Write directly to your own hiring manager -- the person you'll be working for if you get the job. Send that manager a Pain Lettertogether with your Human-Voiced Resume,right through the mail.
4) Break the rule that says "No direct contact with your hiring manager," an instruction that shows up in job ads sometimes. Since when are you responsible for reading job ads? You can stop reading job ads right now. You can send a Pain Letter to anyone you want. You just have to find your hiring manager's name on LinkedIn, and that's not difficult.
5) Defy the rule that tells you to report your salary history as you apply for a job. Is the employer going to tell you the history of salaries they've paid to other people in the same role? They won't, so why should you lose negotiating leverage by passing on your private financial details? All they need is a target salary number, so give them that.
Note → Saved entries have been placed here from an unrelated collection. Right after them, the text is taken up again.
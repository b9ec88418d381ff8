use chrono::{DateTime, NaiveDate, Utc};
use serde::{Deserialize, Serialize};

/// A row of the relational `bookDetails` table.
#[derive(Debug, Clone, PartialEq, Serialize, Deserialize, sqlx::FromRow)]
#[serde(rename_all = "camelCase")]
#[sqlx(rename_all = "camelCase")]
pub struct BookRow {
    /// Auto-increment identifier assigned by MySQL
    pub id: i32,
    pub title: String,
    pub author_id: i32,
    pub rating: f64,
    pub rating_count: i32,
    pub review_count: i32,
    pub description: Option<String>,
    pub pages: Option<i32>,
    pub date_of_publication: Option<NaiveDate>,
    pub editional_language: Option<String>,
    pub price: Option<f64>,
    pub online_store: Option<String>,
}

/// Request body for relational insert and update.
///
/// Every field is optional so a missing `NOT NULL` column reaches MySQL and
/// comes back as its own error. A client-supplied `id` is ignored.
#[derive(Debug, Clone, Default, PartialEq, Serialize, Deserialize)]
#[serde(rename_all = "camelCase")]
pub struct BookInput {
    #[serde(default)]
    pub title: Option<String>,
    #[serde(default)]
    pub author_id: Option<i32>,
    #[serde(default)]
    pub rating: Option<f64>,
    #[serde(default)]
    pub rating_count: Option<i32>,
    #[serde(default)]
    pub review_count: Option<i32>,
    #[serde(default)]
    pub description: Option<String>,
    #[serde(default)]
    pub pages: Option<i32>,
    #[serde(default)]
    pub date_of_publication: Option<NaiveDate>,
    #[serde(default)]
    pub editional_language: Option<String>,
    #[serde(default)]
    pub price: Option<f64>,
    #[serde(default)]
    pub online_store: Option<String>,
}

impl BookInput {
    /// Pair the input with a store-assigned identifier. Fails with MySQL's
    /// wording when a `NOT NULL` column is missing.
    pub fn into_row(self, id: i32) -> Result<BookRow, String> {
        fn required<T>(value: Option<T>, column: &str) -> Result<T, String> {
            value.ok_or_else(|| format!("Column '{column}' cannot be null"))
        }

        Ok(BookRow {
            id,
            title: required(self.title, "title")?,
            author_id: required(self.author_id, "authorId")?,
            rating: required(self.rating, "rating")?,
            rating_count: required(self.rating_count, "ratingCount")?,
            review_count: required(self.review_count, "reviewCount")?,
            description: self.description,
            pages: self.pages,
            date_of_publication: self.date_of_publication,
            editional_language: self.editional_language,
            price: self.price,
            online_store: self.online_store,
        })
    }
}

/// A numeric document field. Integers stay integers on the way back out;
/// anything with a fractional part is kept as a double.
#[derive(Debug, Clone, Copy, PartialEq, Serialize, Deserialize)]
#[serde(untagged)]
pub enum Numeric {
    Int(i64),
    Double(f64),
}

impl From<i64> for Numeric {
    fn from(value: i64) -> Self {
        Numeric::Int(value)
    }
}

impl From<f64> for Numeric {
    fn from(value: f64) -> Self {
        Numeric::Double(value)
    }
}

/// Book fields as held by the document store. Every field is optional and
/// absent fields are not written.
#[derive(Debug, Clone, Default, PartialEq, Serialize, Deserialize)]
#[serde(rename_all = "camelCase")]
pub struct DocumentBook {
    /// Client-supplied numeric id; not unique
    #[serde(default, skip_serializing_if = "Option::is_none")]
    pub id: Option<Numeric>,
    #[serde(default, skip_serializing_if = "Option::is_none")]
    pub title: Option<String>,
    #[serde(default, skip_serializing_if = "Option::is_none")]
    pub author_id: Option<Numeric>,
    #[serde(default, skip_serializing_if = "Option::is_none")]
    pub rating: Option<Numeric>,
    #[serde(default, skip_serializing_if = "Option::is_none")]
    pub rating_count: Option<Numeric>,
    #[serde(default, skip_serializing_if = "Option::is_none")]
    pub review_count: Option<Numeric>,
    #[serde(default, skip_serializing_if = "Option::is_none")]
    pub description: Option<String>,
    #[serde(default, skip_serializing_if = "Option::is_none")]
    pub pages: Option<Numeric>,
    #[serde(
        default,
        skip_serializing_if = "Option::is_none",
        deserialize_with = "publication_date::deserialize"
    )]
    pub date_of_publication: Option<DateTime<Utc>>,
    #[serde(default, skip_serializing_if = "Option::is_none")]
    pub editional_language: Option<String>,
    #[serde(default, skip_serializing_if = "Option::is_none")]
    pub price: Option<Numeric>,
    #[serde(default, skip_serializing_if = "Option::is_none")]
    pub online_store: Option<String>,
}

/// A stored document together with its generated identifier.
#[derive(Debug, Clone, PartialEq, Serialize, Deserialize)]
pub struct BookDocument {
    /// Hex-encoded ObjectId
    #[serde(rename = "_id")]
    pub object_id: String,
    #[serde(flatten)]
    pub book: DocumentBook,
}

/// Response body for a successful relational insert.
#[derive(Debug, Clone, PartialEq, Eq, Serialize, Deserialize)]
#[serde(rename_all = "camelCase")]
pub struct BookCreated {
    pub message: String,
    pub book_id: u64,
}

/// Accepts either a calendar date (`2021-06-01`) or an RFC 3339 timestamp.
mod publication_date {
    use chrono::{DateTime, NaiveDate, Utc};
    use serde::{de::Error, Deserialize, Deserializer};

    pub fn deserialize<'de, D>(deserializer: D) -> Result<Option<DateTime<Utc>>, D::Error>
    where
        D: Deserializer<'de>,
    {
        let Some(raw) = Option::<String>::deserialize(deserializer)? else {
            return Ok(None);
        };

        if let Ok(date) = NaiveDate::parse_from_str(&raw, "%Y-%m-%d") {
            return Ok(date.and_hms_opt(0, 0, 0).map(|midnight| midnight.and_utc()));
        }

        DateTime::parse_from_rfc3339(&raw)
            .map(|parsed| Some(parsed.with_timezone(&Utc)))
            .map_err(|_| D::Error::custom(format!("invalid date '{raw}'")))
    }
}

#[cfg(test)]
mod tests {
    use super::*;
    use serde_json::json;

    #[test]
    fn book_input_accepts_missing_not_null_columns() {
        let input: BookInput = serde_json::from_value(json!({
            "authorId": 1,
            "rating": 4.8,
            "ratingCount": 100,
            "reviewCount": 50
        }))
        .unwrap();
        assert_eq!(input.title, None);
        assert_eq!(
            input.into_row(1).unwrap_err(),
            "Column 'title' cannot be null"
        );
    }

    #[test]
    fn book_input_defaults_optional_columns() {
        let input: BookInput = serde_json::from_value(json!({
            "title": "Dune",
            "authorId": 1,
            "rating": 4.8,
            "ratingCount": 100,
            "reviewCount": 50
        }))
        .unwrap();
        assert_eq!(input.pages, None);
        assert_eq!(input.date_of_publication, None);
    }

    #[test]
    fn book_row_serializes_with_legacy_field_names() {
        let row = BookInput {
            title: Some("Dune".into()),
            author_id: Some(1),
            rating: Some(4.8),
            rating_count: Some(100),
            review_count: Some(50),
            pages: Some(412),
            date_of_publication: NaiveDate::from_ymd_opt(1965, 8, 1),
            editional_language: Some("English".into()),
            price: Some(9.99),
            ..BookInput::default()
        }
        .into_row(1)
        .unwrap();

        let value = serde_json::to_value(&row).unwrap();
        assert_eq!(value["id"], 1);
        assert_eq!(value["authorId"], 1);
        assert_eq!(value["dateOfPublication"], "1965-08-01");
        assert_eq!(value["editionalLanguage"], "English");
        assert!(value["onlineStore"].is_null());
    }

    #[test]
    fn document_book_accepts_plain_dates_and_timestamps() {
        let plain: DocumentBook =
            serde_json::from_value(json!({ "dateOfPublication": "2021-06-01" })).unwrap();
        let stamped: DocumentBook =
            serde_json::from_value(json!({ "dateOfPublication": "2021-06-01T00:00:00Z" }))
                .unwrap();
        assert_eq!(plain.date_of_publication, stamped.date_of_publication);
    }

    #[test]
    fn document_book_rejects_wrong_numeric_type() {
        let result = serde_json::from_value::<DocumentBook>(json!({ "pages": "many" }));
        assert!(result.is_err());
    }

    #[test]
    fn document_book_keeps_fractional_and_integral_numbers() {
        let book: DocumentBook =
            serde_json::from_value(json!({ "pages": 412.5, "ratingCount": 100 })).unwrap();
        assert_eq!(book.pages, Some(Numeric::Double(412.5)));
        assert_eq!(book.rating_count, Some(Numeric::Int(100)));
        assert_eq!(
            serde_json::to_value(&book).unwrap(),
            json!({ "pages": 412.5, "ratingCount": 100 })
        );
    }

    #[test]
    fn document_book_drops_unknown_fields() {
        let book: DocumentBook =
            serde_json::from_value(json!({ "title": "Dune", "isbn": "0441013597" })).unwrap();
        let value = serde_json::to_value(&book).unwrap();
        assert_eq!(value, json!({ "title": "Dune" }));
    }

    #[test]
    fn book_document_flattens_fields_beside_object_id() {
        let document = BookDocument {
            object_id: "65f0c0ffee0000000000abcd".into(),
            book: DocumentBook {
                id: Some(Numeric::Int(7)),
                title: Some("Dune".into()),
                ..DocumentBook::default()
            },
        };
        assert_eq!(
            serde_json::to_value(&document).unwrap(),
            json!({ "_id": "65f0c0ffee0000000000abcd", "id": 7, "title": "Dune" })
        );
    }
}
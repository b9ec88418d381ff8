use anyhow::Context;
use clap::{Parser, Subcommand};

/// Book CRUD service over MongoDB and MySQL
#[derive(Debug, Parser)]
#[command(name = "bookstore", version, about)]
struct Cli {
    #[command(subcommand)]
    command: Option<Command>,
}

#[derive(Debug, Subcommand)]
enum Command {
    /// Run the HTTP server (default)
    Serve,
    /// Create the relational table if absent, then exit
    Migrate,
}

#[tokio::main]
async fn main() -> anyhow::Result<()> {
    let cli = Cli::parse();

    let settings = bookstore_kernel::settings::Settings::load()
        .with_context(|| "failed to load bookstore settings")?;
    bookstore_telemetry::init(&settings.telemetry)?;

    tracing::info!(env = ?settings.environment, command = ?cli.command, "bookstore CLI starting");

    match cli.command.unwrap_or(Command::Serve) {
        Command::Serve => bookstore_app::bootstrap::run(&settings).await,
        Command::Migrate => bookstore_app::bootstrap::migrate(&settings).await,
    }
}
6) Break the rule that tells you to go into an interview ready to answer questions like a good little sheepie and then go silent, waiting for the next question.
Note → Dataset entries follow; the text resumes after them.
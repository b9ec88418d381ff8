//! Database handles for the bookstore service.
//!
//! Both stores are opened lazily: a bad URL fails fast, but an unreachable
//! server only surfaces when a probe or a request touches it.

use std::time::Duration;

use anyhow::Context;
use mongodb::{bson::doc, options::ClientOptions, Client, Database};
use sqlx::mysql::{MySqlPool, MySqlPoolOptions};

pub mod migrate;

/// Explicitly constructed client handles shared by all request handlers.
#[derive(Clone, Debug)]
pub struct Databases {
    pub mysql: MySqlPool,
    pub mongo_client: Client,
    pub mongo: Database,
}

/// Connection parameters for both stores.
#[derive(Debug, Clone)]
pub struct ConnectOptions<'a> {
    pub mysql_url: &'a str,
    pub mysql_max_connections: u32,
    pub mongo_uri: &'a str,
    pub mongo_database: &'a str,
    /// Upper bound for acquiring a MySQL connection and for MongoDB server
    /// selection. Must stay below the HTTP request timeout.
    pub timeout: Duration,
}

impl Databases {
    /// Build both handles without requiring either server to be reachable.
    pub async fn connect(options: ConnectOptions<'_>) -> anyhow::Result<Self> {
        let mysql = MySqlPoolOptions::new()
            .max_connections(options.mysql_max_connections)
            .acquire_timeout(options.timeout)
            .connect_lazy(options.mysql_url)
            .context("invalid MySQL connection URL")?;

        let mut mongo_options = ClientOptions::parse(options.mongo_uri)
            .await
            .context("invalid MongoDB connection URI")?;
        mongo_options.server_selection_timeout = Some(options.timeout);
        mongo_options.connect_timeout = Some(options.timeout);
        let mongo_client =
            Client::with_options(mongo_options).context("invalid MongoDB client options")?;
        let mongo = mongo_client.database(options.mongo_database);

        Ok(Self {
            mysql,
            mongo_client,
            mongo,
        })
    }

    /// Acquire a MySQL connection to verify the server is reachable.
    pub async fn ping_mysql(&self) -> anyhow::Result<()> {
        sqlx::query("SELECT 1")
            .execute(&self.mysql)
            .await
            .context("MySQL ping failed")?;
        Ok(())
    }

    /// Run the `ping` admin command against the MongoDB database.
    pub async fn ping_mongo(&self) -> anyhow::Result<()> {
        self.mongo
            .run_command(doc! { "ping": 1 })
            .await
            .context("MongoDB ping failed")?;
        Ok(())
    }

    /// Probe both stores and log the outcome. Never fails: an unreachable
    /// store leaves only its own routes degraded.
    pub async fn probe(&self) {
        match self.ping_mongo().await {
            Ok(()) => tracing::info!(target: "bookstore-db", "connected to MongoDB"),
            Err(err) => {
                tracing::error!(target: "bookstore-db", error = ?err, "error connecting to MongoDB")
            }
        }

        match self.ping_mysql().await {
            Ok(()) => tracing::info!(target: "bookstore-db", "connected to MySQL"),
            Err(err) => {
                tracing::error!(target: "bookstore-db", error = ?err, "error connecting to MySQL")
            }
        }
    }

    /// Close the MySQL pool and shut down the MongoDB client.
    pub async fn close(self) {
        self.mysql.close().await;
        self.mongo_client.shutdown().await;
        tracing::info!(target: "bookstore-db", "database handles closed");
    }
}

#[cfg(test)]
mod tests {
    use super::*;

    #[tokio::test]
    async fn connect_is_lazy() {
        let dbs = Databases::connect(ConnectOptions {
            mysql_url: "mysql://root@127.0.0.1:1/product",
            mysql_max_connections: 1,
            mongo_uri: "mongodb://127.0.0.1:1",
            mongo_database: "bookstore",
            timeout: Duration::from_millis(250),
        })
        .await
        .expect("lazy handles should build without a server");

        assert_eq!(dbs.mongo.name(), "bookstore");
        assert_eq!(dbs.mysql.options().get_acquire_timeout(), Duration::from_millis(250));
    }

    #[tokio::test]
    async fn unreachable_stores_fail_within_timeout() {
        let dbs = Databases::connect(ConnectOptions {
            mysql_url: "mysql://root@127.0.0.1:1/product",
            mysql_max_connections: 1,
            mongo_uri: "mongodb://127.0.0.1:1",
            mongo_database: "bookstore",
            timeout: Duration::from_millis(250),
        })
        .await
        .unwrap();

        let started = std::time::Instant::now();
        assert!(dbs.ping_mongo().await.is_err());
        assert!(dbs.ping_mysql().await.is_err());
        assert!(started.elapsed() < Duration::from_secs(5));
    }

    #[tokio::test]
    async fn connect_rejects_malformed_urls() {
        let result = Databases::connect(ConnectOptions {
            mysql_url: "not a url",
            mysql_max_connections: 1,
            mongo_uri: "mongodb://127.0.0.1:1",
            mongo_database: "bookstore",
            timeout: Duration::from_millis(250),
        })
        .await;

        assert!(result.is_err());
    }
}
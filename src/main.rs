use anyhow::Context;
use bookstore_kernel::settings::Settings;

#[tokio::main]
async fn main() -> anyhow::Result<()> {
    let settings = Settings::load().with_context(|| "failed to load bookstore settings")?;
    bookstore_telemetry::init(&settings.telemetry)?;

    tracing::info!(
        env = ?settings.environment,
        port = settings.server.port,
        "bookstore-app bootstrap starting"
    );

    bookstore_app::bootstrap::run(&settings).await
}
An interview is not a citizenship exam. You can get your manager off the script and into a real human conversation if you try -- and if your efforts are unsuccessful, what does that tell you about the person you'd be working for?
7) Ignore the rule that tells you to hand over your job references before you've established that a strong mutual interest exists. Firms that pressure you to fork over your references early may be planning to misuse your contacts for their own purposes, as horrifying as that sounds (and is).
8) Blow past the rule that tells you to spend your energy in a job search pleasing people, from the initial resume screener to the recruiter who never calls back. The title of this story is "Break the Rules and Get a Great Job," not "Follow the Rules and Take any Crappy Job You Can Get." That is a different story that I will write the minute Hell freezes over.
9) Break the rule that tells you to wait around for weeks while a search committee takes its sweet time getting back to you. Three business days after an interview is more than enough time to decide whether you're still in the mix or not.
Leave one voice mail message that says "Just checking in before I close the file, since I'm assuming you're going in a different direction" and then truly close the file and move on. It's incredibly satisfying to do, as Christopher found out.
10) Last, break the job-search rule that tells you that employers are in the driver's seat. That may be true in the general please-someone-hire-me sheepie job seeker talent marketplace but it's never been the case in the talent bazaar where eyes-open managers hire people to solve real business problems that could otherwise tank their companies.